» **WHAT YOU WILL DO**
Only one stretch of the records below should be repeated. It starts with the line containing "of presses to" and goes on through the line containing "let cap = capability as u16;", exactly as written.

──────── DATA RECORDS

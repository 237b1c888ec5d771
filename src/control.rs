// MIT License - Copyright (c) 2026 Peter Wright
// Turns absolute commands into sequences of button presses

use std::fmt;

use tracing::{debug, info};

use crate::constants::PUMP_SLOTS;
use crate::error::{Result, SpaError};
use crate::protocol::Button;
use crate::state::DeviceState;

/// Default upper bound on temperature presses per command.
pub const DEFAULT_TEMPERATURE_STEPS: u32 = 60;

/// An absolute command from the host.
#[derive(Debug, Clone, Copy, PartialEq, Eq, Hash)]
pub enum SpaCommand {
    /// Setpoint of the active range, in device units.
    SetTargetTemperature(u8),
    SetPumpSpeed { pump: u8, speed: u8 },
    SetLight { light: u8, on: bool },
}

/// What a command controls. A newer command for the same target replaces
/// the one in flight.
#[derive(Debug, Clone, Copy, PartialEq, Eq, Hash)]
pub enum ControlTarget {
    Temperature,
    Pump(u8),
    Light(u8),
}

impl SpaCommand {
    pub fn target(&self) -> ControlTarget {
        match self {
            Self::SetTargetTemperature(_) => ControlTarget::Temperature,
            Self::SetPumpSpeed { pump, .. } => ControlTarget::Pump(*pump),
            Self::SetLight { light, .. } => ControlTarget::Light(*light),
        }
    }

    /// Whether the state holds enough to plan this command.
    pub(crate) fn is_ready(&self, state: &DeviceState) -> bool {
        match self {
            Self::SetTargetTemperature(_) => state.device_target_temperature().is_some(),
            Self::SetPumpSpeed { .. } | Self::SetLight { .. } => state.is_configuration_known(),
        }
    }
}

impl fmt::Display for SpaCommand {
    fn fmt(&self, f: &mut fmt::Formatter<'_>) -> fmt::Result {
        match self {
            Self::SetTargetTemperature(t) => write!(f, "set target temperature {t}"),
            Self::SetPumpSpeed { pump, speed } => write!(f, "set pump {pump} speed {speed}"),
            Self::SetLight { light, on } => {
                write!(f, "turn light {light} {}", if *on { "on" } else { "off" })
            }
        }
    }
}

/// Check a command against the known controls.
///
/// Index range is always checked; presence and capability only once the
/// control types have been discovered.
pub fn validate(command: &SpaCommand, state: &DeviceState) -> Result<()> {
    match *command {
        SpaCommand::SetTargetTemperature(_) => Ok(()),
        SpaCommand::SetPumpSpeed { pump, speed } => {
            let slot = state
                .pump(pump)
                .ok_or(SpaError::InvalidPump { id: pump, max: PUMP_SLOTS as u8 })?;
            if !state.is_configuration_known() {
                return Ok(());
            }
            match slot.capability() {
                Some(0) | None => Err(SpaError::InvalidPump { id: pump, max: PUMP_SLOTS as u8 }),
                Some(capability) if speed > capability => Err(SpaError::InvalidSpeed {
                    id: pump,
                    speed,
                    capability,
                }),
                Some(_) => Ok(()),
            }
        }
        SpaCommand::SetLight { light, .. } => {
            let slot = state.light(light).ok_or(SpaError::InvalidLight { id: light })?;
            if state.is_configuration_known() && !slot.is_present() {
                return Err(SpaError::InvalidLight { id: light });
            }
            Ok(())
        }
    }
}

/// Number of presses to get a cyclic control from `current` to `desired`.
///
/// The control steps `0 -> 1 -> .. -> capability -> 0`. With `skip_off`
/// the controller refuses to enter 0, so the cycle is `1..=capability` and
/// the desired speed is raised to 1. A pump still reported at 0 takes one
/// press to join that cycle.
pub fn press_count(current: u8, desired: u8, capability: u8, skip_off: bool) -> u8 {
    if capability == 0 {
        return 0;
    }
    let cap = capability as u16;
    let (current, desired) = (current.min(capability) as u16, desired.min(capability) as u16);
    let presses = if skip_off {
        let lead = u16::from(current == 0);
        let (current, desired) = (current.max(1), desired.max(1));
        lead + (desired + cap - current) % cap
    } else {
        (desired + cap + 1 - current) % (cap + 1)
    };
    presses as u8
}

/// Result of advancing a job.
#[derive(Debug, Clone, Copy, PartialEq, Eq)]
pub enum Step {
    /// Send this press, then advance again after the press interval.
    Press(Button),
    /// The job is finished and its override has been cleared.
    Done,
}

#[derive(Debug, Clone)]
enum JobKind {
    /// Fixed number of presses, then substitute the predicted value.
    Discrete {
        button: Button,
        remaining: u8,
        predicted: Prediction,
    },
    /// Press up/down and watch the setpoint until it matches.
    Converge {
        desired: u8,
        original: Option<u8>,
        last_seen: Option<u8>,
        pressed: bool,
        iterations: u32,
        max_iterations: u32,
    },
}

#[derive(Debug, Clone, Copy)]
enum Prediction {
    Pump { id: u8, speed: u8 },
    Light { id: u8, on: bool },
}

/// An in-flight command.
#[derive(Debug, Clone)]
pub struct ControlJob {
    command: SpaCommand,
    kind: JobKind,
}

impl ControlJob {
    /// Validate the command, install its override and work out the presses.
    pub fn plan(command: SpaCommand, state: &mut DeviceState, max_iterations: u32) -> Result<Self> {
        validate(&command, state)?;
        let kind = match command {
            SpaCommand::SetTargetTemperature(desired) => {
                let original = state.device_target_temperature();
                state.set_target_override(Some(desired));
                JobKind::Converge {
                    desired,
                    original,
                    last_seen: original,
                    pressed: false,
                    iterations: 0,
                    max_iterations,
                }
            }
            SpaCommand::SetPumpSpeed { pump, speed } => {
                let skip_off =
                    state.pump(pump).is_some_and(|p| p.locked_in_filter) && state.is_filter_mode();
                let Some(slot) = state.pump_mut(pump) else {
                    return Err(SpaError::InvalidPump { id: pump, max: PUMP_SLOTS as u8 });
                };
                let capability = slot.capability().unwrap_or(0);
                let current = slot.reported_speed().unwrap_or(0);
                let desired = if skip_off { speed.max(1) } else { speed };
                let remaining = press_count(current, desired, capability, skip_off);
                debug!(
                    "Pump {pump}: {current} -> {desired} in {remaining} press(es){}",
                    if skip_off { " (filter cycle, off skipped)" } else { "" }
                );
                slot.set_override(Some(desired));
                JobKind::Discrete {
                    button: Button::Pump(pump),
                    remaining,
                    predicted: Prediction::Pump { id: pump, speed: desired },
                }
            }
            SpaCommand::SetLight { light, on } => {
                let Some(slot) = state.light_mut(light) else {
                    return Err(SpaError::InvalidLight { id: light });
                };
                let remaining = u8::from(slot.reported_on().unwrap_or(false) != on);
                slot.set_override(Some(on));
                JobKind::Discrete {
                    button: Button::Light(light),
                    remaining,
                    predicted: Prediction::Light { id: light, on },
                }
            }
        };
        Ok(Self { command, kind })
    }

    pub fn command(&self) -> SpaCommand {
        self.command
    }

    pub fn target(&self) -> ControlTarget {
        self.command.target()
    }

    /// Decide the next action from the current state.
    pub fn step(&mut self, state: &mut DeviceState) -> Step {
        match &mut self.kind {
            JobKind::Discrete { button, remaining, predicted } => {
                if *remaining > 0 {
                    *remaining -= 1;
                    return Step::Press(*button);
                }
                match *predicted {
                    Prediction::Pump { id, speed } => {
                        if let Some(pump) = state.pump_mut(id) {
                            pump.set_override(None);
                            pump.set_reported_speed(speed);
                        }
                    }
                    Prediction::Light { id, on } => {
                        if let Some(light) = state.light_mut(id) {
                            light.set_override(None);
                            light.set_predicted_on(on);
                        }
                    }
                }
                Step::Done
            }
            JobKind::Converge {
                desired,
                original,
                last_seen,
                pressed,
                iterations,
                max_iterations,
            } => {
                let current = state.device_target_temperature();
                if *pressed {
                    let moved = current != *last_seen;
                    let pending = state.temperature_change_pending() && current == *original;
                    if !moved && !pending {
                        info!("Temperature not responding at {current:?}, giving up on {desired}");
                        state.set_target_override(None);
                        return Step::Done;
                    }
                }
                if *iterations >= *max_iterations {
                    info!("Temperature did not reach {desired} in {max_iterations} steps");
                    state.set_target_override(None);
                    return Step::Done;
                }
                match current {
                    Some(now) if now != *desired => {
                        *iterations += 1;
                        *last_seen = current;
                        *pressed = true;
                        Step::Press(if *desired > now {
                            Button::TemperatureUp
                        } else {
                            Button::TemperatureDown
                        })
                    }
                    _ => {
                        state.set_target_override(None);
                        Step::Done
                    }
                }
            }
        }
    }

    /// Drop the job without finishing it; observers see the device value again.
    pub fn abandon(&self, state: &mut DeviceState) {
        match self.command.target() {
            ControlTarget::Temperature => state.set_target_override(None),
            ControlTarget::Pump(id) => {
                if let Some(pump) = state.pump_mut(id) {
                    pump.set_override(None);
                }
            }
            ControlTarget::Light(id) => {
                if let Some(light) = state.light_mut(id) {
                    light.set_override(None);
                }
            }
        }
    }
}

────────────────

» **YOUR SOLUTION**
/// Number of presses to get a cyclic control from `current` to `desired`.
///
/// The control steps `0 -> 1 -> .. -> capability -> 0`. With `skip_off`
/// the controller refuses to enter 0, so the cycle is `1..=capability` and
/// the desired speed is raised to 1. A pump still reported at 0 takes one
/// press to join that cycle.
pub fn press_count(current: u8, desired: u8, capability: u8, skip_off: bool) -> u8 {
    if capability == 0 {
        return 0;
    }
    let cap = capability as u16;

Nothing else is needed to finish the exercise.